I'd discourage DH from linking his choice to stick with prior arranged event to the marrying couple's new invitation list. Even in private. For the slightest hint of 'I'll come only if you do this' really will start a feud.

EatDessertFirst · 23/09/2015 12:31

I'd back your DH the whole way on this one.

The uninviting of your DD is very mean. If it was always going to be a childfree wedding then fair enough but to uninvite at the last minute seems terribly rude. Child-included/child-free weddings always divide MN, but for context, I wouldn't attend my DBs wedding if my children were not invited so I see where you are coming from.

dustarr73 · 23/09/2015 12:33

Prior engagement

lighteningirl · 23/09/2015 12:33

Dh has a previous engagement so can't go no arguments no one's fault just circumstance. I would try to arrange childcare at least for the day it is your db wedding so even tho they seem to have gone seriously bridezilla I would still want to go (and poss have a dc and dh free day). I would 100% have a friends 2 year old in this circumstance wouldn't you?

sliceofsoup · 23/09/2015 12:33

SIL created the tension when she disinvited her niece.

I think you are wrong to not make a fuss about that. They started off this chain of events, and if you don't speak up your DH will take the blame for something that isn't his fault.

blackteaplease · 23/09/2015 12:33

If it were me, I would be really miffed about this. I would say that due to prior commitments DH will not be attending. I wouldn't insist that he attends.

Are you able to get childcare for your dd? Would your PIL be able to help? If so I would go to the wedding alone, but if no childcare can be arranged I would rsvp to say that unfortunately you cannot attend due to childcare issues.

FWIW, I missed one of my DB's weddings due to short notice and childcare issues (2 weeks notice is not enough!) and attended my other DB's wedding alone as it was on a weekday and DH is a teacher.

Polyethyl · 23/09/2015 12:33

I can't claim no childcare as a reason for non attendance because I do still want to attend the wedding, and I have babysitters, childminder and friends who could look after DD.

If DH misses the training weekend it would definitely mess up the squadron's training.

You're all unanimous in supporting my DH.
Wish me luck in the ensuing storm with my parents when they hear about this!

OP posts:
tootsalina · 23/09/2015 12:33

My DB says he dares not argue with her, in her current condition
And that will set the tone for their whole marriage...
He needs to grow a pair and stand up to her.

MTPurse · 23/09/2015 12:33

I would be in full support of you DH on this.

ArendelleQueen · 23/09/2015 12:34

Back your DH. He has a commitment. The SIL will have to get over it.

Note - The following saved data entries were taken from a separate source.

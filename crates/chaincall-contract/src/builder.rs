//! Fluent construction of call/transaction parameters.

use alloy_primitives::{Address, U256};

use chaincall_core::{AccessListItem, CallRequest};

/// Fluent access to the `CallRequest` owned by a call builder.
///
/// Every setter takes and returns `Self` by value, so a chain of
/// configuration calls on a concrete builder yields that same concrete
/// type — configuring a read-write call keeps it read-write.
///
/// Builders are not meant for concurrent mutation: each call flow is
/// confined to one logical owner until submission, which the by-value
/// setters enforce naturally.
pub trait CallBuilder: Sized {
    /// The parameter record owned by this builder.
    fn request(&self) -> &CallRequest;

    fn request_mut(&mut self) -> &mut CallRequest;

    /// An independent snapshot of the current parameters. Mutating the
    /// snapshot never affects this builder, and vice versa.
    fn to_call_request(&self) -> CallRequest {
        self.request().clone()
    }

    fn from(mut self, from: Address) -> Self {
        self.request_mut().from = Some(from);
        self
    }

    fn value(mut self, value: U256) -> Self {
        self.request_mut().value = Some(value);
        self
    }

    fn gas(mut self, gas: u64) -> Self {
        self.request_mut().gas = Some(gas);
        self
    }

    fn gas_price(mut self, gas_price: u128) -> Self {
        self.request_mut().gas_price = Some(gas_price);
        self
    }

    fn gas_fee_cap(mut self, fee_cap: u128) -> Self {
        self.request_mut().gas_fee_cap = Some(fee_cap);
        self
    }

    fn gas_tip_cap(mut self, tip_cap: u128) -> Self {
        self.request_mut().gas_tip_cap = Some(tip_cap);
        self
    }

    fn nonce(mut self, nonce: u64) -> Self {
        self.request_mut().nonce = Some(nonce);
        self
    }

    fn access_list(mut self, access_list: Vec<AccessListItem>) -> Self {
        self.request_mut().access_list = access_list;
        self
    }
}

squoosh · 23/09/2015 12:35

Who will be looking after your daughter now she's no longer invited?

squoosh · 23/09/2015 12:35

Ah you've just answered that.

BertPuttocks · 23/09/2015 12:35

Your dh has already made a commitment to his squadron. That takes priority.

It seems to be that your brother only wants your family members there as decorations rather than for themselves. Dd is only worthy of an invitation if she's a flower girl. Dh is only worthy if he arranges a guard of honour.

I'd support your dh over your shallow brother and future SIL.

Investmentspaidout · 23/09/2015 12:36

I would back my DH 100% and disinviting a child is just shit.